The five growths (classes) of red Bordeaux were determined in 1855. Four were considered First Class Lafite-Rothschild, Latour, Margaux, Haut-Brion. Mouton-Rothschild did not like being place in second class so their motto is “Premier ne puis. Second ne daigne. Mouton suis.” (First I cannot be. Second I do not deign to be. I am Mouton.) All I know is I certainly would not turn down a glass of it.
The Error: The fax machine was invented after the telephone.
Scottish inventor Alexander Bain had invented the electric clock back in 1841. In 1843 he used his work on electric clock to patent a device that could be synchronized with a twin over telegraph lines, which according to some stories he did so he could transmit a picture of a new-born calf (if true it would need to be a daguerreotype which seems very unlikely for just a cow). Frederick Bakewell patented a better fax machine in 1848, two years before Bain updated his and in 1861 an Italian Giovanni Caselli invented the first high quality fax. All of this was done before both Alexander Bell and Elisha Gray independently filed for the telephone patent on 14 February 1876.
The Error: Albert Einstein was a poor student.
The myth that Einstein was a poor student started when an American researcher mistranslated some of Einstein’s report cards by not taking into account the grading system at the time. While Einstein was in school, students were given grades 1 to 6, 1 being the best. This was reversed (1 was worst) the year after Einstein graduated. Further research has uncovered a letter from Albert’s mother to his aunt complimenting his grades, but I guess the image of Einstein going from failing school to being a top physicist is too good to be changed because of the truth.
The Error: Pandas eat only bamboo.
The reason that pandas eat so much bamboo is that it doesn’t run away. They are omnivores that have adapted to a primarily bamboo diet but they will eat anything they can catch like small animals and carrion. The problem is that they are so slow from the fact that bamboo doesn’t provide a lot of energy that it is hard to catch anything else – a vicious cycle. There are a couple of great articles by National Geographic about the pandas from the 1980’s
The Error: The United States is the only country that measures things by feet, gallons, pounds, and degrees Fahrenheit.

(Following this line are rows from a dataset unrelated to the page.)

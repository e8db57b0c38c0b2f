//! The record store.
//!
//! Records live in a vector in insertion order, with a key → position map
//! for direct lookup. The store owns the duplicate-key policy and the
//! field index, and shares its generation counter with the key iterators
//! it hands out so they can detect mutation mid-iteration.

use crate::field_index::FieldIndex;
use geodex_core::config::DuplicatePolicy;
use geodex_core::ports::CoordinateFields;
use geodex_core::{FieldMap, GeoPoint, GeodexError, Key, Record, Result, Value};
use std::collections::{BTreeSet, HashMap};
use std::sync::atomic::{AtomicU64, Ordering};
use std::sync::Arc;

/// Insertion-ordered owner of every loaded record.
#[derive(Debug, Default)]
pub struct RecordStore {
    records: Vec<Record>,
    positions: HashMap<Key, usize>,
    field_names: Vec<String>,
    index: FieldIndex,
    coordinates: Option<CoordinateFields>,
    policy: DuplicatePolicy,
    generation: Arc<AtomicU64>,
}

impl RecordStore {
    pub fn new(policy: DuplicatePolicy, coordinates: Option<CoordinateFields>) -> Self {
        Self { policy, coordinates, ..Self::default() }
    }

    /// Insert a record. On key collision the duplicate policy decides:
    /// `Rename` mints the first free `"{key}@{n}"`, links it to the
    /// original through the reserved duplicate/parent data and keeps the
    /// row; `Discard` drops it. Returns the key actually used, `None`
    /// when the row was discarded.
    pub fn add(&mut self, key: Key, fields: FieldMap, line_number: u64) -> Option<Key> {
        let used = if self.positions.contains_key(&key) {
            match self.policy {
                DuplicatePolicy::Discard => {
                    tracing::debug!(%key, line_number, "discarded row under duplicate key");
                    return None;
                }
                DuplicatePolicy::Rename => {
                    let derived = self.first_free_derived(&key);
                    if let Some(&parent_pos) = self.positions.get(&key) {
                        self.records[parent_pos].link_duplicate(derived.clone());
                    }
                    derived
                }
            }
        } else {
            key.clone()
        };

        let mut record = Record::new(used.clone(), fields, line_number);
        if used != key {
            record.link_parent(key);
        }
        record.set_point(self.resolve_point(record.fields()));

        for (name, value) in record.fields().iter() {
            self.index.insert(name, value, &used);
        }
        for name in record.fields().names() {
            self.register_field(name);
        }

        self.positions.insert(used.clone(), self.records.len());
        self.records.push(record);
        self.bump();
        Some(used)
    }

    pub fn get(&self, key: &str) -> Result<&Record> {
        self.positions
            .get(key)
            .map(|&pos| &self.records[pos])
            .ok_or_else(|| GeodexError::NotFound { key: key.to_string() })
    }

    /// A single field value. An unknown key is [`GeodexError::NotFound`];
    /// a field the record does not carry is [`GeodexError::InvalidField`].
    pub fn value(&self, key: &str, field: &str) -> Result<Value> {
        let record = self.get(key)?;
        record
            .field(field)
            .cloned()
            .ok_or_else(|| GeodexError::InvalidField { field: field.to_string() })
    }

    /// Upsert one field. A missing record is created on the spot (with
    /// line number 0); a new field name joins the ordered field registry.
    pub fn set(&mut self, key: Key, field: impl Into<String>, value: Value) {
        let field = field.into();
        let pos = match self.positions.get(&key).copied() {
            Some(pos) => pos,
            None => {
                let pos = self.records.len();
                tracing::debug!(%key, "set created a new record");
                self.positions.insert(key.clone(), pos);
                self.records.push(Record::new(key.clone(), FieldMap::new(), 0));
                pos
            }
        };

        let previous = self.records[pos].set_field(field.clone(), value.clone());
        if let Some(previous) = &previous {
            self.index.remove(&field, previous, &key);
        }
        self.index.insert(&field, &value, &key);
        self.register_field(&field);

        if self.is_coordinate_field(&field) {
            let point = self.resolve_point(self.records[pos].fields());
            self.records[pos].set_point(point);
        }
        self.bump();
    }

    /// Delete a record and evict it from the field index. Reserved links
    /// pointing at the removed key are left in place; they describe how
    /// the data was loaded, not what is currently present.
    pub fn remove(&mut self, key: &str) -> Result<Record> {
        let pos = self
            .positions
            .remove(key)
            .ok_or_else(|| GeodexError::NotFound { key: key.to_string() })?;
        let record = self.records.remove(pos);
        for (name, value) in record.fields().iter() {
            self.index.remove(name, value, record.key());
        }
        for (i, shifted) in self.records.iter().enumerate().skip(pos) {
            if let Some(slot) = self.positions.get_mut(shifted.key()) {
                *slot = i;
            }
        }
        self.bump();
        Ok(record)
    }

    /// Delete one field of a record, returning the removed value.
    pub fn remove_field(&mut self, key: &str, field: &str) -> Result<Value> {
        let pos = self
            .positions
            .get(key)
            .copied()
            .ok_or_else(|| GeodexError::NotFound { key: key.to_string() })?;
        let removed = self.records[pos]
            .remove_field(field)
            .ok_or_else(|| GeodexError::InvalidField { field: field.to_string() })?;
        let owner = self.records[pos].key().clone();
        self.index.remove(field, &removed, &owner);
        if self.is_coordinate_field(field) {
            let point = self.resolve_point(self.records[pos].fields());
            self.records[pos].set_point(point);
        }
        self.bump();
        Ok(removed)
    }

    /// Snapshot iterator over keys in insertion order; fails fast once
    /// the store mutates under it.
    pub fn keys(&self) -> Keys {
        Keys {
            keys: self.records.iter().map(|r| r.key().clone()).collect(),
            cursor: 0,
            generation: Arc::clone(&self.generation),
            observed: self.generation(),
        }
    }

    /// Records in insertion order.
    pub fn records(&self) -> impl Iterator<Item = &Record> {
        self.records.iter()
    }

    /// `(key, point)` entries for the geo-tagged records, the input the
    /// spatial grid is built from.
    pub fn geo_entries(&self) -> impl Iterator<Item = (Key, GeoPoint)> + '_ {
        self.records.iter().filter_map(|r| r.point().map(|p| (r.key().clone(), p)))
    }

    pub fn contains(&self, key: &str) -> bool {
        self.positions.contains_key(key)
    }

    /// Insertion position of a key.
    pub fn position(&self, key: &str) -> Option<usize> {
        self.positions.get(key).copied()
    }

    pub fn len(&self) -> usize {
        self.records.len()
    }

    pub fn is_empty(&self) -> bool {
        self.records.is_empty()
    }

    /// Known field names, in first-seen order.
    pub fn fields(&self) -> &[String] {
        &self.field_names
    }

    pub fn knows_field(&self, name: &str) -> bool {
        self.field_names.iter().any(|f| f == name)
    }

    /// Keys whose `field` equals `value` exactly, via the field index.
    pub fn find_exact(&self, field: &str, value: &Value) -> Option<&BTreeSet<Key>> {
        self.index.lookup(field, value)
    }

    pub fn key_set(&self) -> BTreeSet<Key> {
        self.records.iter().map(|r| r.key().clone()).collect()
    }

    pub fn coordinates(&self) -> Option<&CoordinateFields> {
        self.coordinates.as_ref()
    }

    pub fn generation(&self) -> u64 {
        self.generation.load(Ordering::SeqCst)
    }

    fn bump(&self) {
        self.generation.fetch_add(1, Ordering::SeqCst);
    }

    fn first_free_derived(&self, base: &Key) -> Key {
        let mut n = 1;
        loop {
            let candidate = base.derived(n);
            if !self.positions.contains_key(&candidate) {
                return candidate;
            }
            n += 1;
        }
    }

    fn register_field(&mut self, name: &str) {
        if !self.knows_field(name) {
            self.field_names.push(name.to_string());
        }
    }

    fn is_coordinate_field(&self, field: &str) -> bool {
        self.coordinates
            .as_ref()
            .is_some_and(|c| c.latitude == field || c.longitude == field)
    }

    fn resolve_point(&self, fields: &FieldMap) -> Option<GeoPoint> {
        let coords = self.coordinates.as_ref()?;
        let lat = fields.get(&coords.latitude)?.to_f64()?;
        let lng = fields.get(&coords.longitude)?.to_f64()?;
        GeoPoint::new(lat, lng).ok()
    }
}

/// Iterator over the keys of one observed store state.
///
/// Holds the generation seen at creation; once a mutation bumps the
/// store's counter, `next()` yields one
/// [`GeodexError::ConcurrentModification`] and then terminates, instead
/// of walking keys from a state that no longer exists.
#[derive(Debug, Clone)]
pub struct Keys {
    keys: Vec<Key>,
    cursor: usize,
    generation: Arc<AtomicU64>,
    observed: u64,
}

impl Keys {
    /// Rewind to the first key. The observed generation is kept, so a
    /// restarted iterator over a mutated store still fails fast.
    pub fn restart(&mut self) {
        self.cursor = 0;
    }
}

impl Iterator for Keys {
    type Item = Result<Key>;

    fn next(&mut self) -> Option<Self::Item> {
        if self.cursor >= self.keys.len() {
            return None;
        }
        let current = self.generation.load(Ordering::SeqCst);
        if current != self.observed {
            self.cursor = self.keys.len();
            return Some(Err(GeodexError::ConcurrentModification {
                observed: self.observed,
                current,
            }));
        }
        let key = self.keys[self.cursor].clone();
        self.cursor += 1;
        Some(Ok(key))
    }
}
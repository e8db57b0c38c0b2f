//! The narrow interface between external loaders and the engine.
//!
//! Parsing (CSV, YAML, whatever the data source speaks) happens outside
//! geodex. A loader delivers a finite sequence of [`SourceRow`]s with
//! sub-delimited cells already resolved to lists, plus [`LoadOptions`]
//! declaring which two fields carry the coordinates. Malformed rows never
//! abort a load; they are tallied in the returned [`LoadReport`], because
//! partial, imperfect reference data is the normal case in this domain.

use crate::config::{DuplicatePolicy, GridConfig, MatchConfig};
use crate::models::{FieldMap, Key};
use serde::{Deserialize, Serialize};

/// One row handed over by an external loader.
#[derive(Debug, Clone, PartialEq, Serialize, Deserialize)]
pub struct SourceRow {
    /// `None` when the loader could not build a key for the row.
    pub key: Option<Key>,
    pub fields: FieldMap,
    pub line_number: u64,
}

impl SourceRow {
    pub fn new(key: impl Into<Key>, fields: FieldMap, line_number: u64) -> Self {
        Self { key: Some(key.into()), fields, line_number }
    }

    pub fn without_key(fields: FieldMap, line_number: u64) -> Self {
        Self { key: None, fields, line_number }
    }
}

/// The two field names a record's geographic point is derived from.
#[derive(Debug, Clone, PartialEq, Eq, Serialize, Deserialize)]
pub struct CoordinateFields {
    pub latitude: String,
    pub longitude: String,
}

impl CoordinateFields {
    pub fn new(latitude: impl Into<String>, longitude: impl Into<String>) -> Self {
        Self { latitude: latitude.into(), longitude: longitude.into() }
    }
}

/// Everything a load needs besides the rows themselves.
#[derive(Debug, Clone, Default, PartialEq, Serialize, Deserialize)]
pub struct LoadOptions {
    /// `None` for datasets with no geographic component; such a store
    /// still answers exact, conditional and fuzzy queries.
    pub coordinates: Option<CoordinateFields>,
    pub duplicate_policy: DuplicatePolicy,
    pub grid: GridConfig,
    pub matching: MatchConfig,
}

/// Summary of one load. Returned, never thrown.
#[derive(Debug, Clone, Copy, Default, PartialEq, Eq, Serialize, Deserialize)]
pub struct LoadReport {
    pub records_loaded: usize,
    pub duplicates_renamed: usize,
    pub duplicates_discarded: usize,
    pub rows_without_key: usize,
    /// Records whose coordinate fields were missing or unparsable; they
    /// stay in the store but are invisible to spatial queries.
    pub records_without_point: usize,
}

#[cfg(test)]
mod tests {
    use super::*;
    use crate::models::Value;

    #[test]
    fn test_source_row_constructors() {
        let fields = FieldMap::from_iter([("name".to_string(), Value::from("Orly"))]);
        let keyed = SourceRow::new("ORY", fields.clone(), 3);
        assert_eq!(keyed.key, Some(Key::from("ORY")));

        let unkeyed = SourceRow::without_key(fields, 4);
        assert_eq!(unkeyed.key, None);
        assert_eq!(unkeyed.line_number, 4);
    }
}
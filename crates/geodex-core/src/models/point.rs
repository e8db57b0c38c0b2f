use crate::error::{GeodexError, Result};
use serde::{Deserialize, Serialize};

/// A validated (latitude, longitude) pair in degrees.
///
/// Latitude is restricted to [-90, 90] and longitude to [-180, 180];
/// construction is the only place the ranges are checked, so any
/// `GeoPoint` handed to the spatial index is known valid.
#[derive(Debug, Clone, Copy, PartialEq, Serialize, Deserialize)]
pub struct GeoPoint {
    lat: f64,
    lng: f64,
}

impl GeoPoint {
    pub fn new(lat: f64, lng: f64) -> Result<Self> {
        if !lat.is_finite() || !lng.is_finite() || !(-90.0..=90.0).contains(&lat) || !(-180.0..=180.0).contains(&lng) {
            return Err(GeodexError::InvalidCoordinate { lat, lng });
        }
        Ok(Self { lat, lng })
    }

    pub fn lat(&self) -> f64 {
        self.lat
    }

    pub fn lng(&self) -> f64 {
        self.lng
    }
}

#[cfg(test)]
mod tests {
    use super::*;

    #[test]
    fn test_accepts_valid_ranges() {
        assert!(GeoPoint::new(48.84, 2.367).is_ok());
        assert!(GeoPoint::new(-90.0, -180.0).is_ok());
        assert!(GeoPoint::new(90.0, 180.0).is_ok());
        assert!(GeoPoint::new(0.0, 0.0).is_ok());
    }

    #[test]
    fn test_rejects_out_of_range() {
        assert!(GeoPoint::new(90.1, 0.0).is_err());
        assert!(GeoPoint::new(-91.0, 0.0).is_err());
        assert!(GeoPoint::new(0.0, 180.5).is_err());
        assert!(GeoPoint::new(0.0, -181.0).is_err());
    }

    #[test]
    fn test_rejects_non_finite() {
        assert!(GeoPoint::new(f64::NAN, 0.0).is_err());
        assert!(GeoPoint::new(0.0, f64::INFINITY).is_err());
    }
}
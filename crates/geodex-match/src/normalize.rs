//! Cleaning of names before comparison.
//!
//! Comparisons should not count the words every station name carries:
//! "Aix-Les Bains" and "Aix" are the same place, "St-Etienne" and
//! "Saint Etienne" the same spelling. Cleaning lowercases, folds
//! accents, splits on punctuation, expands the common abbreviations and
//! drops words transparent to identity.

/// Words removed before comparison (articles and filler found in French
/// and English station names).
const TRANSPARENT_WORDS: &[&str] = &[
    // French
    "le", "la", "les", "ville", "sncf", "hbf", "bains", "eaux", "rive", "droite", "gauche",
    // English
    "a", "an", "the", "and", "or",
];

/// Abbreviations expanded to their full spelling.
const ALIASES: &[(&str, &str)] = &[("st", "saint"), ("hb", "hbf")];

pub(crate) fn fold_diacritic(c: char) -> char {
    match c {
        'à' | 'â' | 'ä' | 'á' | 'ã' | 'å' => 'a',
        'é' | 'è' | 'ê' | 'ë' => 'e',
        'î' | 'ï' | 'í' | 'ì' => 'i',
        'ô' | 'ö' | 'ó' | 'ò' | 'õ' => 'o',
        'ù' | 'û' | 'ü' | 'ú' => 'u',
        'ç' => 'c',
        'ñ' => 'n',
        'ý' | 'ÿ' => 'y',
        _ => c,
    }
}

fn is_separator(c: char) -> bool {
    c.is_whitespace()
        || matches!(
            c,
            '+' | '-' | ':' | ',' | ';' | '.' | '\'' | '"' | '?' | '!' | '#' | '@' | '|' | '(' | ')' | '/'
        )
}

/// Lowercase, fold diacritics, collapse separators and whitespace runs to
/// single spaces. Deterministic and pure.
pub fn normalize(text: &str) -> String {
    let mut out = String::with_capacity(text.len());
    let mut pending_space = false;
    for c in text.chars().flat_map(char::to_lowercase).map(fold_diacritic) {
        if is_separator(c) {
            pending_space = !out.is_empty();
        } else {
            if pending_space {
                out.push(' ');
                pending_space = false;
            }
            out.push(c);
        }
    }
    out
}

/// Normalized word list with aliases expanded and noise dropped:
/// transparent words and bare numbers do not survive.
pub fn tokens(text: &str) -> Vec<String> {
    normalize(text)
        .split(' ')
        .filter(|word| !word.is_empty())
        .map(|word| {
            ALIASES
                .iter()
                .find(|(short, _)| *short == word)
                .map(|(_, full)| full.to_string())
                .unwrap_or_else(|| word.to_string())
        })
        .filter(|word| !TRANSPARENT_WORDS.contains(&word.as_str()))
        .filter(|word| !word.chars().all(|c| c.is_ascii_digit()))
        .collect()
}

/// The canonical comparison form: cleaned tokens joined by single spaces.
pub fn clean(text: &str) -> String {
    tokens(text).join(" ")
}
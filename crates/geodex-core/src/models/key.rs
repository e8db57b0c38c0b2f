use serde::{Deserialize, Serialize};
use std::borrow::Borrow;
use std::fmt;

/// Unique string identifier of a record, e.g. an airport IATA code.
///
/// Keys are unique within a store. When a duplicate row is kept rather than
/// discarded, a derived key is minted with a numeric suffix (`"NCE@1"`).
/// `Ord` is derived so ties in distance or score rankings break
/// deterministically.
#[derive(Debug, Clone, PartialEq, Eq, Hash, PartialOrd, Ord, Serialize, Deserialize)]
#[serde(transparent)]
pub struct Key(String);

impl Key {
    pub fn new(key: impl Into<String>) -> Self {
        Self(key.into())
    }

    pub fn as_str(&self) -> &str {
        &self.0
    }

    /// Mint the n-th derived key for a duplicated base key.
    pub fn derived(&self, n: usize) -> Key {
        Key(format!("{}@{}", self.0, n))
    }
}

impl fmt::Display for Key {
    fn fmt(&self, f: &mut fmt::Formatter<'_>) -> fmt::Result {
        f.write_str(&self.0)
    }
}

impl From<&str> for Key {
    fn from(s: &str) -> Self {
        Key(s.to_string())
    }
}

impl From<String> for Key {
    fn from(s: String) -> Self {
        Key(s)
    }
}

impl Borrow<str> for Key {
    fn borrow(&self) -> &str {
        &self.0
    }
}

impl AsRef<str> for Key {
    fn as_ref(&self) -> &str {
        &self.0
    }
}
//! Configuration for the store, the spatial grid, and the fuzzy matcher.
//!
//! Plain serde-derived structs with documented defaults. geodex owns no
//! configuration file; external callers build these values however they
//! load their own settings.

use serde::{Deserialize, Serialize};

/// What to do when a loaded row collides with an existing key.
#[derive(Debug, Clone, Copy, Default, PartialEq, Eq, Serialize, Deserialize)]
pub enum DuplicatePolicy {
    /// Keep the row under a derived key (`"NCE@1"`), linked to the
    /// original through the reserved duplicate/parent data.
    #[default]
    Rename,
    /// Drop the colliding row.
    Discard,
}

/// Spatial grid sizing.
///
/// `precision` is the geohash length of one cell. When `radius_km` is set
/// instead, the precision is picked so one cell spans roughly that radius.
#[derive(Debug, Clone, Copy, Default, PartialEq, Serialize, Deserialize)]
pub struct GridConfig {
    pub precision: Option<u8>,
    pub radius_km: Option<f64>,
}

impl GridConfig {
    pub fn with_precision(precision: u8) -> Self {
        Self { precision: Some(precision), radius_km: None }
    }

    pub fn with_radius_km(radius_km: f64) -> Self {
        Self { precision: None, radius_km: Some(radius_km) }
    }
}

/// Fuzzy matching thresholds.
#[derive(Debug, Clone, Copy, PartialEq, Serialize, Deserialize)]
pub struct MatchConfig {
    /// Matches scoring below this are dropped from fuzzy results.
    pub min_match: f64,
    /// Lift the score of token-inclusion matches (one cleaned token
    /// sequence contained in the other) to `inclusion_score`.
    pub inclusion_heuristic: bool,
    pub inclusion_score: f64,
}

impl Default for MatchConfig {
    fn default() -> Self {
        Self { min_match: 0.75, inclusion_heuristic: true, inclusion_score: 0.90 }
    }
}

#[cfg(test)]
mod tests {
    use super::*;

    #[test]
    fn test_defaults() {
        assert_eq!(DuplicatePolicy::default(), DuplicatePolicy::Rename);
        assert_eq!(GridConfig::default(), GridConfig { precision: None, radius_km: None });
        let matching = MatchConfig::default();
        assert_eq!(matching.min_match, 0.75);
        assert!(matching.inclusion_heuristic);
        assert_eq!(matching.inclusion_score, 0.90);
    }
}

To demonstrate how out-of-date the U.S. is from basically everyone else in the world, it is pointed out by scientists and metricians that we still use the archaic English system. It may be true, but we are not the only ones. Liberia uses the same system which is not a surprise considering that the country was started by former American slaves who named their capital after American president James Monroe and it was only recently that Liberia’s president was not a descendent of the original American emigrants. And there is a third country that uses the system – Myanmar (pictured above). As a former British colony, they of course adopted the English system. After gaining their independence, the country changed its name from Burma but not how it measured things.